The psychedelic drug psilocybin, found in magic mushrooms, has been shown to alter the the brains of people with severe depression in a unique way, a new study has found.

According to researchers, these results mean that psilocybin could be used to treat depression in a way that other antidepressants are unable to.

Studies are being conducted into psychedelics and how they can help treat various mental health disorders.

People with depression are being warned not to take psilocybin on their own. The study uses a synthetic form of the drug under strict medical conditions, with psychological support from experts before, during and after the drug is taken by participants.

Professor David Nutt, study author and head of the Imperial College London’s Centre for Psychedelic Research, said that these latest findings regarding psilocybin were “exciting” and “important”.

He continued to explain that, with depression, the brain can get stuck in a rut and a particularly negative way of thinking.

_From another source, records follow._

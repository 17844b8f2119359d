//! Bounded retry with exponential backoff.
//!
//! Used where the surrounding environment may not be ready yet, such as a
//! snapshot file the browser is still writing. The extraction core itself
//! never retries.

use std::thread;
use std::time::Duration;

use tracing::debug;

/// How many times to try and how long to wait in between.
#[derive(Debug, Clone, Copy, PartialEq, Eq)]
pub struct RetryPolicy {
    /// Total attempts, including the first (treated as at least 1).
    pub max_attempts: usize,
    /// Wait before the first retry, in milliseconds.
    pub initial_backoff_ms: u64,
    /// Upper bound for any single wait, in milliseconds.
    pub max_backoff_ms: u64,
}

impl Default for RetryPolicy {
    fn default() -> Self {
        Self {
            max_attempts: 3,
            initial_backoff_ms: 250,
            max_backoff_ms: 2_000,
        }
    }
}

impl RetryPolicy {
    /// A policy that keeps trying for roughly `total` before giving up.
    ///
    /// Once the backoff reaches its cap the remaining attempts are counted
    /// directly, so a huge `total` costs no more than a small one.
    #[must_use]
    pub fn within(total: Duration) -> Self {
        let policy = Self::default();
        let cap = policy.max_backoff_ms.max(policy.initial_backoff_ms).max(1);
        let budget = u64::try_from(total.as_millis()).unwrap_or(u64::MAX);

        let mut attempts: usize = 1;
        let mut waited = 0u64;
        while waited < budget {
            let wait = policy.backoff_ms(attempts - 1);
            if wait >= cap {
                let remaining = (budget - waited).div_ceil(cap);
                attempts = attempts.saturating_add(usize::try_from(remaining).unwrap_or(usize::MAX));
                break;
            }
            waited += wait;
            attempts += 1;
        }

        Self {
            max_attempts: attempts,
            ..policy
        }
    }

    /// Wait before retry number `retry_index` (0-based).
    #[must_use]
    pub fn backoff_ms(&self, retry_index: usize) -> u64 {
        let cap = self.max_backoff_ms.max(self.initial_backoff_ms);
        let shift = u32::try_from(retry_index.min(20)).unwrap_or(20);
        let factor = 1u64.checked_shl(shift).unwrap_or(u64::MAX);
        self.initial_backoff_ms.saturating_mul(factor).min(cap)
    }
}

/// Run `op` until it succeeds or the attempt budget is spent.
///
/// Returns the last error when every attempt failed.
pub fn retry<T, E, F>(policy: &RetryPolicy, mut op: F) -> Result<T, E>
where
    F: FnMut(usize) -> Result<T, E>,
    E: std::fmt::Display,
{
    retry_with_sleep(policy, &mut op, thread::sleep)
}

fn retry_with_sleep<T, E, F, S>(policy: &RetryPolicy, op: &mut F, mut sleep: S) -> Result<T, E>
where
    F: FnMut(usize) -> Result<T, E>,
    E: std::fmt::Display,
    S: FnMut(Duration),
{
    let attempts = policy.max_attempts.max(1);
    let mut attempt = 1;
    loop {
        match op(attempt) {
            Ok(value) => return Ok(value),
            Err(err) if attempt >= attempts => return Err(err),
            Err(err) => {
                let wait = policy.backoff_ms(attempt - 1);
                debug!(attempt, max_attempts = attempts, wait_ms = wait, error = %err, "retrying");
                sleep(Duration::from_millis(wait));
                attempt += 1;
            }
        }
    }
}

#[cfg(test)]
mod tests {
    use super::*;

    #[test]
    fn backoff_doubles_up_to_cap() {
        let policy = RetryPolicy::default();
        assert_eq!(policy.backoff_ms(0), 250);
        assert_eq!(policy.backoff_ms(1), 500);
        assert_eq!(policy.backoff_ms(2), 1_000);
        assert_eq!(policy.backoff_ms(3), 2_000);
        assert_eq!(policy.backoff_ms(10), 2_000);
    }

    #[test]
    fn stops_after_budget_with_last_error() {
        let policy = RetryPolicy {
            max_attempts: 3,
            ..RetryPolicy::default()
        };
        let mut waits = Vec::new();
        let result: Result<(), String> =
            retry_with_sleep(&policy, &mut |n| Err(format!("attempt {n}")), |d| waits.push(d));

        assert_eq!(result.unwrap_err(), "attempt 3");
        assert_eq!(waits, [Duration::from_millis(250), Duration::from_millis(500)]);
    }

    #[test]
    fn returns_first_success() {
        let mut waits = 0;
        let result: Result<usize, String> = retry_with_sleep(
            &RetryPolicy::default(),
            &mut |n| if n < 2 { Err("not yet".to_string()) } else { Ok(n) },
            |_| waits += 1,
        );
        assert_eq!(result.unwrap(), 2);
        assert_eq!(waits, 1);
    }

    #[test]
    fn zero_attempts_still_tries_once() {
        let policy = RetryPolicy {
            max_attempts: 0,
            ..RetryPolicy::default()
        };
        let result: Result<(), &str> = retry_with_sleep(&policy, &mut |_| Err("no"), |_| {});
        assert_eq!(result, Err("no"));
    }

    #[test]
    fn within_covers_requested_duration() {
        assert_eq!(RetryPolicy::within(Duration::ZERO).max_attempts, 1);
        assert_eq!(RetryPolicy::within(Duration::from_millis(1)).max_attempts, 2);

        // 250 + 500 + 1000 + 2000 + 2000 >= 5000
        let policy = RetryPolicy::within(Duration::from_secs(5));
        assert_eq!(policy.max_attempts, 6);
        let total: u64 = (0..policy.max_attempts - 1).map(|i| policy.backoff_ms(i)).sum();
        assert!(total >= 5_000);
    }

    #[test]
    fn within_huge_duration_returns_immediately() {
        let start = std::time::Instant::now();
        let policy = RetryPolicy::within(Duration::from_secs(u64::MAX));
        assert!(start.elapsed() < Duration::from_secs(1));
        assert!(policy.max_attempts > 1_000_000);

        let hour = RetryPolicy::within(Duration::from_secs(3_600));
        assert_eq!(hour.max_attempts, 4 + (3_600_000 - 1_750_u64).div_ceil(2_000) as usize);
    }
}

When given psilocybin, peoples’ brains were freed and became “more flexible and fluid” within three weeks.

This was visible through increased connections between areas of the brain when patients were scanned. According to the researchers, these patients tended to experience improved moods months later.

These changes were not visible in the brains of people who were given a standard antidepressant.

Professor Nutt said: “This supports our initial predictions and confirms psilocybin could be a real alternative approach to depression treatments.”

 Psychedelics are hallucinogenic substances which influence the senses. They can alter how someone thinks, and how they perceive time and emotions.

The researchers say that while antidepressants need to be taken daily, psilocybin might need to be taken only once or twice to give the same effect. Nevertheless, they state that further research over longer periods is needed to confirm this.

The researchers conducted two studies, the first involved prescribing participants psilocybin, the second was a randomised controlled trial. Some participants were given psilocybin and the others were given a different antidepressant.

Throughout both studies, all patients received talking therapies with registered mental health professionals and had brain scans taken before and one day or three weeks after.

Professor Robin Carhart-Harris, senior study author, explained: “We don’t yet know how long the changes in brain activity seen with psilocybin therapy last, and we need to do more research to understand this.

“We do know that some people relapse, and it may be that after a while their brains revert to the rigid patterns of activity we see in depression.”

Findings from earlier in the study revealed a decrease in symptoms of depression after taking psilocybin therapy, however the researchers were unsure how or why this happened.

They want to expand their research by testing their theory of changes in brain connectivity on other mental health disorders, for example anorexia.

The research was published in the journal, Nature Medicine.